■ DATA RECORDS ■
⟨
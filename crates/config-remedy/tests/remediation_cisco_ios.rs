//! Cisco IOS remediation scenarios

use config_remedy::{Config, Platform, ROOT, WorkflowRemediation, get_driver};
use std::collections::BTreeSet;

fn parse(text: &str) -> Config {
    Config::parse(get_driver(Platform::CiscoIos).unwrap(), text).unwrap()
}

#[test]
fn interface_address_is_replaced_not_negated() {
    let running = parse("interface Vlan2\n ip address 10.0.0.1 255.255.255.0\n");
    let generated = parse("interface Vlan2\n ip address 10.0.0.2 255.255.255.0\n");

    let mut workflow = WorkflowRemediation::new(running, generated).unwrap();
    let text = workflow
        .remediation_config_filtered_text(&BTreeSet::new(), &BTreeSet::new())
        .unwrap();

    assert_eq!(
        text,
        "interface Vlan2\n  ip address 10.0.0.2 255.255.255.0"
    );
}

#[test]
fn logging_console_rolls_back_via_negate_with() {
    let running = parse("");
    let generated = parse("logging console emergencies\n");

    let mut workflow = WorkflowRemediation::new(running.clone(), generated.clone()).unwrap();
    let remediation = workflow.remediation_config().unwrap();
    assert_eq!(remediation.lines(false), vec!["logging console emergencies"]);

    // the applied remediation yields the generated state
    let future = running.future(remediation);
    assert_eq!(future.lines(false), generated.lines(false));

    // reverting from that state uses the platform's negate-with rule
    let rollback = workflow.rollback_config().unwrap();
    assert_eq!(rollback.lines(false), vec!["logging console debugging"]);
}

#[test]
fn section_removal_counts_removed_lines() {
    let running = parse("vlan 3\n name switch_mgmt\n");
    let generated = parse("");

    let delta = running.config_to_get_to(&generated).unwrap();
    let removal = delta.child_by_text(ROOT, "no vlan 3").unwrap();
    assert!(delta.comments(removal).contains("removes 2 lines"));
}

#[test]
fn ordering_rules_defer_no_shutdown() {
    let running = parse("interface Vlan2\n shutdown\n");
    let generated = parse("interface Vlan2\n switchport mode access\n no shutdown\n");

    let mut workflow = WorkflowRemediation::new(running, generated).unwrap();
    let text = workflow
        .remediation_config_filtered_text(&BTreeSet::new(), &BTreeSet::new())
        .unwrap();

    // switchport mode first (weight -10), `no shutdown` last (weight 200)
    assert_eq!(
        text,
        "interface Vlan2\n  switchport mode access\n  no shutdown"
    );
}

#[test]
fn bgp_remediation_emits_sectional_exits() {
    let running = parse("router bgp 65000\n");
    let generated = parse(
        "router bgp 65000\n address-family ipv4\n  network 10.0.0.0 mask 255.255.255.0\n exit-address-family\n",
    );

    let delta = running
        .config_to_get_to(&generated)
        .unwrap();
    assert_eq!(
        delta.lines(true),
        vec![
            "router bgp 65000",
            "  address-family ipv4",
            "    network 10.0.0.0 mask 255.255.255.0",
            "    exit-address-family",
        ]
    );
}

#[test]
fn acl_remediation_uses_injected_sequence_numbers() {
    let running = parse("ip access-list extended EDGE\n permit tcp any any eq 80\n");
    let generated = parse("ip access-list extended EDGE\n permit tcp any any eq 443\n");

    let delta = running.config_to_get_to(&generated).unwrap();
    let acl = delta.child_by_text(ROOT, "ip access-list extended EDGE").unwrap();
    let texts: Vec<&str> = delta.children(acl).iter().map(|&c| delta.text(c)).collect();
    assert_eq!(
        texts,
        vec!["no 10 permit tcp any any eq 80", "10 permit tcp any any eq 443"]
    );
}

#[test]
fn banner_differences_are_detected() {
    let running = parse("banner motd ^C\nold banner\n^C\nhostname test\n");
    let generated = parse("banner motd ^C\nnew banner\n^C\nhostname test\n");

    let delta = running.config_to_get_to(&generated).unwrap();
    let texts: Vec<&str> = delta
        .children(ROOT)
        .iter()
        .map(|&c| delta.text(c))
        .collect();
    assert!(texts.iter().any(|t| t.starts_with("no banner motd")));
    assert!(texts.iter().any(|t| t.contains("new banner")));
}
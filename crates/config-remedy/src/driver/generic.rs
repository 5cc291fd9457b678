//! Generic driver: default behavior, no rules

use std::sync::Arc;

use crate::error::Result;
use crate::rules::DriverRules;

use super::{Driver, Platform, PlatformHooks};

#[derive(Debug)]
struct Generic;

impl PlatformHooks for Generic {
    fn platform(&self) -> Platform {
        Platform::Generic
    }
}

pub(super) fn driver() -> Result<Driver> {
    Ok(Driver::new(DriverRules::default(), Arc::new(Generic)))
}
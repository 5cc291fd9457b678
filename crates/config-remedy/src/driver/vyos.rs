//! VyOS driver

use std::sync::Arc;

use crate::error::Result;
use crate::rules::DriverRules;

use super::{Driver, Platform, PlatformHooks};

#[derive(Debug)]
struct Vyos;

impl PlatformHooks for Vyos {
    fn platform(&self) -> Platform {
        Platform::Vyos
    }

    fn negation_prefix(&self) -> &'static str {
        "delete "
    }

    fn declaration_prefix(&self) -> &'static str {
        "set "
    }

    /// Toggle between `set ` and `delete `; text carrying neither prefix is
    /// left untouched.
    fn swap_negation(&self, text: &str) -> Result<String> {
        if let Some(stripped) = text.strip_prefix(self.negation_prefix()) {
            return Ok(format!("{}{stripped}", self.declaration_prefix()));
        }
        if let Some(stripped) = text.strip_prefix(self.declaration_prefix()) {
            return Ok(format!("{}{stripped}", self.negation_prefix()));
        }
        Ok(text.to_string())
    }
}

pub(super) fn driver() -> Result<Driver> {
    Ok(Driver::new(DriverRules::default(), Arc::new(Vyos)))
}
⟩
■ TASK DESCRIPTION ■
Could you write out the material above exactly as it appears?

■ SOLUTION ■
filename crates/config-remedy/tests/remediation_cisco_ios.rs
//! Cisco IOS remediation scenarios

use config_remedy::{Config, Platform, ROOT, WorkflowRemediation, get_driver};
use std::collections::BTreeSet;

fn parse(text: &str) -> Config {
    Config::parse(get_driver(Platform::CiscoIos).unwrap(), text).unwrap()
}

#[test]
fn interface_address_is_replaced_not_negated() {
    let running = parse("interface Vlan2\n ip address 10.0.0.1 255.255.255.0\n");
    let generated = parse("interface Vlan2\n ip address 10.0.0.2 255.255.255.0\n");

    let mut workflow = WorkflowRemediation::new(running, generated).unwrap();
    let text = workflow
        .remediation_config_filtered_text(&BTreeSet::new(), &BTreeSet::new())
        .unwrap();

    assert_eq!(
        text,
        "interface Vlan2\n  ip address 10.0.0.2 255.255.255.0"
    );
}

#[test]
fn logging_console_rolls_back_via_negate_with() {
    let running = parse("");
    let generated = parse("logging console emergencies\n");

    let mut workflow = WorkflowRemediation::new(running.clone(), generated.clone()).unwrap();
    let remediation = workflow.remediation_config().unwrap();
    assert_eq!(remediation.lines(false), vec!["logging console emergencies"]);

    // the applied remediation yields the generated state
    let future = running.future(remediation);
    assert_eq!(future.lines(false), generated.lines(false));

    // reverting from that state uses the platform's negate-with rule
    let rollback = workflow.rollback_config().unwrap();
    assert_eq!(rollback.lines(false), vec!["logging console debugging"]);
}

#[test]
fn section_removal_counts_removed_lines() {
    let running = parse("vlan 3\n name switch_mgmt\n");
    let generated = parse("");

    let delta = running.config_to_get_to(&generated).unwrap();
    let removal = delta.child_by_text(ROOT, "no vlan 3").unwrap();
    assert!(delta.comments(removal).contains("removes 2 lines"));
}

#[test]
fn ordering_rules_defer_no_shutdown() {
    let running = parse("interface Vlan2\n shutdown\n");
    let generated = parse("interface Vlan2\n switchport mode access\n no shutdown\n");

    let mut workflow = WorkflowRemediation::new(running, generated).unwrap();
    let text = workflow
        .remediation_config_filtered_text(&BTreeSet::new(), &BTreeSet::new())
        .unwrap();

    // switchport mode first (weight -10), `no shutdown` last (weight 200)
    assert_eq!(
        text,
        "interface Vlan2\n  switchport mode access\n  no shutdown"
    );
}

#[test]
fn bgp_remediation_emits_sectional_exits() {
    let running = parse("router bgp 65000\n");
    let generated = parse(
        "router bgp 65000\n address-family ipv4\n  network 10.0.0.0 mask 255.255.255.0\n exit-address-family\n",
    );

    let delta = running
        .config_to_get_to(&generated)
        .unwrap();
    assert_eq!(
        delta.lines(true),
        vec![
            "router bgp 65000",
            "  address-family ipv4",
            "    network 10.0.0.0 mask 255.255.255.0",
            "    exit-address-family",
        ]
    );
}

#[test]
fn acl_remediation_uses_injected_sequence_numbers() {
    let running = parse("ip access-list extended EDGE\n permit tcp any any eq 80\n");
    let generated = parse("ip access-list extended EDGE\n permit tcp any any eq 443\n");

    let delta = running.config_to_get_to(&generated).unwrap();
    let acl = delta.child_by_text(ROOT, "ip access-list extended EDGE").unwrap();
    let texts: Vec<&str> = delta.children(acl).iter().map(|&c| delta.text(c)).collect();
    assert_eq!(
        texts,
        vec!["no 10 permit tcp any any eq 80", "10 permit tcp any any eq 443"]
    );
}

#[test]
fn banner_differences_are_detected() {
    let running = parse("banner motd ^C\nold banner\n^C\nhostname test\n");
    let generated = parse("banner motd ^C\nnew banner\n^C\nhostname test\n");

    let delta = running.config_to_get_to(&generated).unwrap();
    let texts: Vec<&str> = delta
        .children(ROOT)
        .iter()
        .map(|&c| delta.text(c))
        .collect();
    assert!(texts.iter().any(|t| t.starts_with("no banner motd")));
    assert!(texts.iter().any(|t| t.contains("new banner")));
}
filename crates/config-remedy/src/driver/generic.rs
repository 5cc291fd9457b678
//! Generic driver: default behavior, no rules

use std::sync::Arc;

use crate::error::Result;
use crate::rules::DriverRules;

use super::{Driver, Platform, PlatformHooks};

#[derive(Debug)]
struct Generic;

impl PlatformHooks for Generic {
    fn platform(&self) -> Platform {
        Platform::Generic
    }
}

pub(super) fn driver() -> Result<Driver> {
    Ok(Driver::new(DriverRules::default(), Arc::new(Generic)))
}
repository 5cc291fd9457b678
filename crates/config-remedy/src/driver/vyos.rs
//! VyOS driver

use std::sync::Arc;

use crate::error::Result;
use crate::rules::DriverRules;

use super::{Driver, Platform, PlatformHooks};

#[derive(Debug)]
struct Vyos;

impl PlatformHooks for Vyos {
    fn platform(&self) -> Platform {
        Platform::Vyos
    }

    fn negation_prefix(&self) -> &'static str {
        "delete "
    }

    fn declaration_prefix(&self) -> &'static str {
        "set "
    }

    /// Toggle between `set ` and `delete `; text carrying neither prefix is
    /// left untouched.
    fn swap_negation(&self, text: &str) -> Result<String> {
        if let Some(stripped) = text.strip_prefix(self.negation_prefix()) {
            return Ok(format!("{}{stripped}", self.declaration_prefix()));
        }
        if let Some(stripped) = text.strip_prefix(self.declaration_prefix()) {
            return Ok(format!("{}{stripped}", self.negation_prefix()));
        }
        Ok(text.to_string())
    }
}

pub(super) fn driver() -> Result<Driver> {
    Ok(Driver::new(DriverRules::default(), Arc::new(Vyos)))
}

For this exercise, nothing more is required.